I caller does not want to allow unmasking, he/she can:

  1. mask
  2. pass id to bracketWithUnmask (or use a variant of calling function without restore argument)

And this is the same for library function or for user function. restore function might not do anything as mask was called already in a masked context. But this is OK.

I am only saying there should be a function in a standard library so that you do not need to write your own. I think it is completely safe (it does not introduce unmasking where it should/could not). And I argue that it is useful for situations where you have lengthy acquire action where you can handle interrupts (like you should handle them because maybe you are also using interruptible actions).

comment:9 in reply to:  8 ; Changed 9 years ago by simonmar

Replying to mitar:

Replying to simonmar:

FFI isn't interruptible whether you're inside mask or not.

I was not saying otherwise. ;-) Just stating how you can get a lengthy acquire.

But it wouldn't make a difference if it was unmasked, it would still not be interruptible.

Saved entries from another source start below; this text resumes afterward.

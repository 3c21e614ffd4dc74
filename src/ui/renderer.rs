/// Presentation layer: diff-based terminal renderer.
///
/// How it works:
///   1. `Surface` / `ScoreBoard` calls write into the `front` buffer
///   2. `present()` compares each glyph with `back` (what the terminal shows)
///   3. Only changed glyphs are emitted, batched with `queue!`, flushed once
///   4. `front` is copied into `back`
///
/// `front` is never cleared between frames: the game draws incrementally,
/// so the buffer is the board's memory.

use std::io::{self, BufWriter, Write};

use crossterm::{
    cursor::{self, MoveTo},
    execute, queue,
    style::{Color, Print, ResetColor, SetBackgroundColor, SetForegroundColor},
    terminal::{self, Clear, ClearType},
};

use crate::config::{BoardConfig, ThemeConfig};
use crate::domain::grid::Cell;
use super::present::{ScoreBoard, Sprite, Surface};

// ── Glyph: the unit of the back-buffer ──

#[derive(Clone, Copy, PartialEq, Eq, Debug)]
struct Glyph {
    ch: char,
    fg: Color,
    bg: Color,
}

impl Glyph {
    const BASE_BG: Color = Color::Rgb { r: 22, g: 22, b: 35 };

    const BLANK: Glyph = Glyph { ch: ' ', fg: Color::White, bg: Glyph::BASE_BG };

    /// Sentinel used to invalidate the back buffer.
    const INVALID: Glyph = Glyph { ch: '?', fg: Color::Magenta, bg: Color::Magenta };

    const fn new(ch: char, fg: Color, bg: Color) -> Self {
        Glyph { ch, fg, bg }
    }
}

// ── FrameBuffer: a 2D grid of Glyphs ──

struct FrameBuffer {
    width: usize,
    height: usize,
    cells: Vec<Glyph>,
}

impl FrameBuffer {
    fn new(w: usize, h: usize) -> Self {
        FrameBuffer { width: w, height: h, cells: vec![Glyph::BLANK; w * h] }
    }

    fn resize(&mut self, w: usize, h: usize) {
        self.width = w;
        self.height = h;
        self.cells = vec![Glyph::BLANK; w * h];
    }

    fn set(&mut self, x: usize, y: usize, g: Glyph) {
        if x < self.width && y < self.height {
            self.cells[y * self.width + x] = g;
        }
    }

    fn get(&self, x: usize, y: usize) -> Glyph {
        if x < self.width && y < self.height {
            self.cells[y * self.width + x]
        } else {
            Glyph::BLANK
        }
    }

    /// Write a string at (x, y). Each char occupies 1 column.
    fn put_str(&mut self, x: usize, y: usize, s: &str, fg: Color, bg: Color) {
        for (i, ch) in s.chars().enumerate() {
            if x + i >= self.width { break; }
            self.set(x + i, y, Glyph::new(ch, fg, bg));
        }
    }

    fn fill_row(&mut self, y: usize, bg: Color) {
        for x in 0..self.width {
            self.set(x, y, Glyph::new(' ', Color::White, bg));
        }
    }
}

// ── Renderer ──

/// Each board cell is 2 terminal columns wide, which keeps cells roughly square.
const CELL_W: usize = 2;

const HUD_ROW: usize = 0;
/// First terminal row / column inside the border.
const BOARD_ROW: usize = 2;
const BOARD_COL: usize = 1;

const HUD_BG: Color = Color::Rgb { r: 20, g: 20, b: 60 };
const BORDER_FG: Color = Color::Rgb { r: 120, g: 120, b: 150 };

pub struct Renderer {
    writer: BufWriter<io::Stdout>,
    front: FrameBuffer,
    back: FrameBuffer,
    term_w: usize,
    term_h: usize,
    board: BoardConfig,
    theme: ThemeConfig,
    score: u32,
    high_score: u32,
    speed_ms: u64,
    paused: bool,
}

impl Renderer {
    pub fn new(board: BoardConfig, theme: ThemeConfig) -> Self {
        Renderer {
            writer: BufWriter::with_capacity(16384, io::stdout()),
            front: FrameBuffer::new(0, 0),
            back: FrameBuffer::new(0, 0),
            term_w: 0,
            term_h: 0,
            board,
            theme,
            score: 0,
            high_score: 0,
            speed_ms: 0,
            paused: false,
        }
    }

    pub fn init(&mut self) -> io::Result<()> {
        terminal::enable_raw_mode()?;
        execute!(
            self.writer,
            terminal::EnterAlternateScreen,
            cursor::Hide,
            SetBackgroundColor(Glyph::BASE_BG),
            Clear(ClearType::All)
        )?;

        let (tw, th) = terminal::size()?;
        self.resize_buffers(tw as usize, th as usize);

        let (need_w, need_h) = self.required_size();
        if self.term_w < need_w || self.term_h < need_h {
            tracing::warn!(
                term_w = self.term_w, term_h = self.term_h, need_w, need_h,
                "terminal smaller than the board; edges will be clipped"
            );
        }
        Ok(())
    }

    pub fn cleanup(&mut self) -> io::Result<()> {
        execute!(
            self.writer,
            ResetColor,
            cursor::Show,
            terminal::LeaveAlternateScreen
        )?;
        terminal::disable_raw_mode()
    }

    /// Pick up a terminal resize. Returns true when the buffers were reset
    /// and the caller must redraw the whole board.
    pub fn check_resize(&mut self) -> io::Result<bool> {
        let (tw, th) = terminal::size()?;
        if tw as usize == self.term_w && th as usize == self.term_h {
            return Ok(false);
        }
        self.resize_buffers(tw as usize, th as usize);
        queue!(self.writer, SetBackgroundColor(Glyph::BASE_BG), Clear(ClearType::All))?;
        Ok(true)
    }

    pub fn set_paused(&mut self, paused: bool) {
        self.paused = paused;
        self.compose_footer();
    }

    /// Emit every glyph that changed since the last call.
    pub fn present(&mut self) -> io::Result<()> {
        self.flush_diff()?;
        self.back.cells.copy_from_slice(&self.front.cells);
        Ok(())
    }

    // ── Layout ──

    /// Terminal size needed to show the whole board plus HUD and footer.
    fn required_size(&self) -> (usize, usize) {
        let w = BOARD_COL + self.board.cols() * CELL_W + 1;
        let h = BOARD_ROW + self.board.rows() + 3;
        (w, h)
    }

    fn resize_buffers(&mut self, w: usize, h: usize) {
        self.term_w = w;
        self.term_h = h;
        self.front.resize(w, h);
        self.back.resize(w, h);
        // Force full repaint: back ≠ front for every glyph.
        self.back.cells.fill(Glyph::INVALID);
    }

    /// Terminal position of a board cell. Cells off the drawable grid
    /// (including the `x == width` edge the wall test still accepts) have none.
    fn screen_pos(&self, cell: Cell) -> Option<(usize, usize)> {
        if cell.x < 0 || cell.y < 0 {
            return None;
        }
        let gx = (cell.x / self.board.step) as usize;
        let gy = (cell.y / self.board.step) as usize;
        if gx >= self.board.cols() || gy >= self.board.rows() {
            return None;
        }
        Some((BOARD_COL + gx * CELL_W, BOARD_ROW + gy))
    }

    fn put_cell(&mut self, cell: Cell, left: Glyph, right: Glyph) {
        if let Some((col, row)) = self.screen_pos(cell) {
            self.front.set(col, row, left);
            self.front.set(col + 1, row, right);
        }
    }

    // ── Compose: build front buffer content ──

    fn compose_border(&mut self) {
        let inner_w = self.board.cols() * CELL_W;
        let rows = self.board.rows();
        let top = BOARD_ROW - 1;
        let bottom = BOARD_ROW + rows;
        let right = BOARD_COL + inner_w;
        let bg = Glyph::BASE_BG;

        for x in BOARD_COL..right {
            self.front.set(x, top, Glyph::new('─', BORDER_FG, bg));
            self.front.set(x, bottom, Glyph::new('─', BORDER_FG, bg));
        }
        for y in BOARD_ROW..bottom {
            self.front.set(0, y, Glyph::new('│', BORDER_FG, bg));
            self.front.set(right, y, Glyph::new('│', BORDER_FG, bg));
        }
        self.front.set(0, top, Glyph::new('┌', BORDER_FG, bg));
        self.front.set(right, top, Glyph::new('┐', BORDER_FG, bg));
        self.front.set(0, bottom, Glyph::new('└', BORDER_FG, bg));
        self.front.set(right, bottom, Glyph::new('┘', BORDER_FG, bg));
    }

    fn compose_hud(&mut self) {
        let hud = format!(
            " SNAKE   Score:{:<5}  High:{:<5}  Tick:{}ms ",
            self.score, self.high_score, self.speed_ms,
        );
        self.front.fill_row(HUD_ROW, HUD_BG);
        self.front.put_str(0, HUD_ROW, &hud, Color::White, HUD_BG);
    }

    fn compose_footer(&mut self) {
        let row = BOARD_ROW + self.board.rows() + 2;
        self.front.fill_row(row, Glyph::BASE_BG);
        if self.paused {
            let msg = " PAUSED   Esc/P: Resume   Q: Quit ";
            self.front.put_str(0, row, msg, Color::Black, Color::Rgb { r: 200, g: 180, b: 50 });
        } else {
            let help = " ←↑↓→/WASD: Steer   Esc/P: Pause   Q/Ctrl+C: Quit";
            self.front.put_str(0, row, help, Color::DarkGrey, Glyph::BASE_BG);
        }
    }

    // ── Diff flush: only write changed glyphs ──

    fn flush_diff(&mut self) -> io::Result<()> {
        let mut last_fg = Color::White;
        let mut last_bg = Glyph::BASE_BG;
        let mut cursor_at: Option<(usize, usize)> = None;

        queue!(self.writer,
            SetForegroundColor(Color::White),
            SetBackgroundColor(Glyph::BASE_BG),
        )?;

        for y in 0..self.front.height {
            for x in 0..self.front.width {
                let g = self.front.get(x, y);
                if g == self.back.get(x, y) {
                    continue;
                }

                if cursor_at != Some((x, y)) {
                    queue!(self.writer, MoveTo(x as u16, y as u16))?;
                }
                if g.fg != last_fg {
                    queue!(self.writer, SetForegroundColor(g.fg))?;
                    last_fg = g.fg;
                }
                if g.bg != last_bg {
                    queue!(self.writer, SetBackgroundColor(g.bg))?;
                    last_bg = g.bg;
                }
                queue!(self.writer, Print(g.ch))?;
                cursor_at = Some((x + 1, y));
            }
        }

        self.writer.flush()
    }
}

impl Surface for Renderer {
    fn fill_board(&mut self) {
        let bg = self.theme.board;
        for gy in 0..self.board.rows() {
            for x in 0..self.board.cols() * CELL_W {
                self.front.set(BOARD_COL + x, BOARD_ROW + gy, Glyph::new(' ', Color::White, bg));
            }
        }
        self.compose_border();
        self.compose_hud();
        self.compose_footer();
    }

    fn paint(&mut self, cell: Cell, sprite: Sprite) {
        let t = self.theme;
        let (left, right) = match sprite {
            Sprite::SnakeBody => (Glyph::new(' ', t.snake, t.snake), Glyph::new(' ', t.snake, t.snake)),
            Sprite::SnakeHead => (Glyph::new(' ', t.snake_head, t.snake_head), Glyph::new(' ', t.snake_head, t.snake_head)),
            Sprite::Food => (Glyph::new('[', t.food_border, t.food), Glyph::new(']', t.food_border, t.food)),
        };
        self.put_cell(cell, left, right);
    }

    fn erase(&mut self, cell: Cell) {
        let blank = Glyph::new(' ', Color::White, self.theme.board);
        self.put_cell(cell, blank, blank);
    }
}

impl ScoreBoard for Renderer {
    fn show_score(&mut self, score: u32, high_score: u32) {
        self.score = score;
        self.high_score = high_score;
        self.compose_hud();
    }

    fn show_speed(&mut self, speed_ms: u64) {
        self.speed_ms = speed_ms;
        self.compose_hud();
    }
}

#[cfg(test)]
mod tests {
    use super::*;

    fn renderer() -> Renderer {
        let board = BoardConfig { width: 100, height: 50, step: 10 };
        let mut r = Renderer::new(board, ThemeConfig::default());
        r.front.resize(40, 12);
        r.back.resize(40, 12);
        r
    }

    #[test]
    fn default_board_fits_80x24() {
        let r = Renderer::new(crate::config::GameConfig::default().board, ThemeConfig::default());
        let (w, h) = r.required_size();
        assert!(w <= 80 && h <= 24, "needs {w}x{h}");
    }

    #[test]
    fn cell_to_screen_mapping() {
        let r = renderer();
        assert_eq!(r.screen_pos(Cell::new(0, 0)), Some((BOARD_COL, BOARD_ROW)));
        assert_eq!(r.screen_pos(Cell::new(30, 20)), Some((BOARD_COL + 6, BOARD_ROW + 2)));
        assert_eq!(r.screen_pos(Cell::new(90, 40)), Some((BOARD_COL + 18, BOARD_ROW + 4)));
    }

    #[test]
    fn edge_and_negative_cells_are_clipped() {
        let r = renderer();
        assert_eq!(r.screen_pos(Cell::new(100, 0)), None);
        assert_eq!(r.screen_pos(Cell::new(0, 50)), None);
        assert_eq!(r.screen_pos(Cell::new(-10, 0)), None);
    }

    #[test]
    fn paint_and_erase_write_two_columns() {
        let mut r = renderer();
        r.fill_board();
        let theme = ThemeConfig::default();
        r.paint(Cell::new(10, 10), Sprite::Food);
        let (col, row) = (BOARD_COL + 2, BOARD_ROW + 1);
        assert_eq!(r.front.get(col, row).ch, '[');
        assert_eq!(r.front.get(col + 1, row).ch, ']');
        assert_eq!(r.front.get(col, row).bg, theme.food);

        r.erase(Cell::new(10, 10));
        assert_eq!(r.front.get(col, row), Glyph::new(' ', Color::White, theme.board));
        assert_eq!(r.front.get(col + 1, row), Glyph::new(' ', Color::White, theme.board));
    }

    #[test]
    fn hud_shows_scores() {
        let mut r = renderer();
        r.show_score(7, 12);
        let row: String = (0..r.front.width).map(|x| r.front.get(x, HUD_ROW).ch).collect();
        assert!(row.contains("Score:7"), "{row}");
        assert!(row.contains("High:12"), "{row}");
    }

    #[test]
    fn border_frames_the_board() {
        let mut r = renderer();
        r.fill_board();
        assert_eq!(r.front.get(0, BOARD_ROW - 1).ch, '┌');
        assert_eq!(r.front.get(BOARD_COL + 20, BOARD_ROW + 5).ch, '┘');
        assert_eq!(r.front.get(0, BOARD_ROW + 2).ch, '│');
    }
}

Now that's a very good idea.

In fact I do not really like it. ;-)

And I do not really see much difference between allowInterrupt and unblock yield.

There's no difference semantically. unblock yield is an implementation of allowInterrupt, but a better implementation is just unblock (return ()).

You still unmask where you maybe should not (from a caller point of view).

Not true - any operation can potentially raise asynchronous exceptions, by being interruptible. This is just a way to be interruptible without actually invoking an interruptible operation, which all involve blocking. I like it!

I am only saying there should be a function in a standard library so that you do not need to write your own.

Then I misunderstood what you wanted blockWithUnmask to do. Could you show me the code?

comment:10 in reply to:  9 Changed 9 years ago by mitar

Replying to simonmar:

But it wouldn't make a difference if it was unmasked, it would still not be interruptible.

Yes.

I like it!

;-)

Then I misunderstood what you wanted blockWithUnmask to do. Could you show me the code?

bracketWithUnmask, not blockWithUnmask (just to be sure).

bracketWithUnmask before after thing =
  mask $ \restore -> do
    a <- before restore
    r <- restore (thing a) `onException` after a
    _ <- after a
    return r

This. ;-) Before just gets additional argument: restore.

To be clear, this was not my initial proposal, for that you showed it would not work correctly. My initial proposal would have restore before there.

Of course the same argument could be applied also that after should also have restore as an argument, but I cannot really imagine a real-world use for this. And it is probably then easier to write everything by hand with mask than using some variant of bracket.

And if user does not want to allow unmasking, then it is possible to just do:

bracket (before id) after ...

Of course this is still doable very similar to my initial approach:

mask $ \restore -> bracket (open restore) (close) (restore . work)

comment:11 Changed 9 years ago by igloo

Milestone: 7.2.1

comment:12 Changed 9 years ago by simonmar

Resolution: wontfix
Status: newclosed

See #4857 for allowInterrupt, and #4858 for forkIOWithUnmask. I think we can close this ticket now, please reopen if you disagree.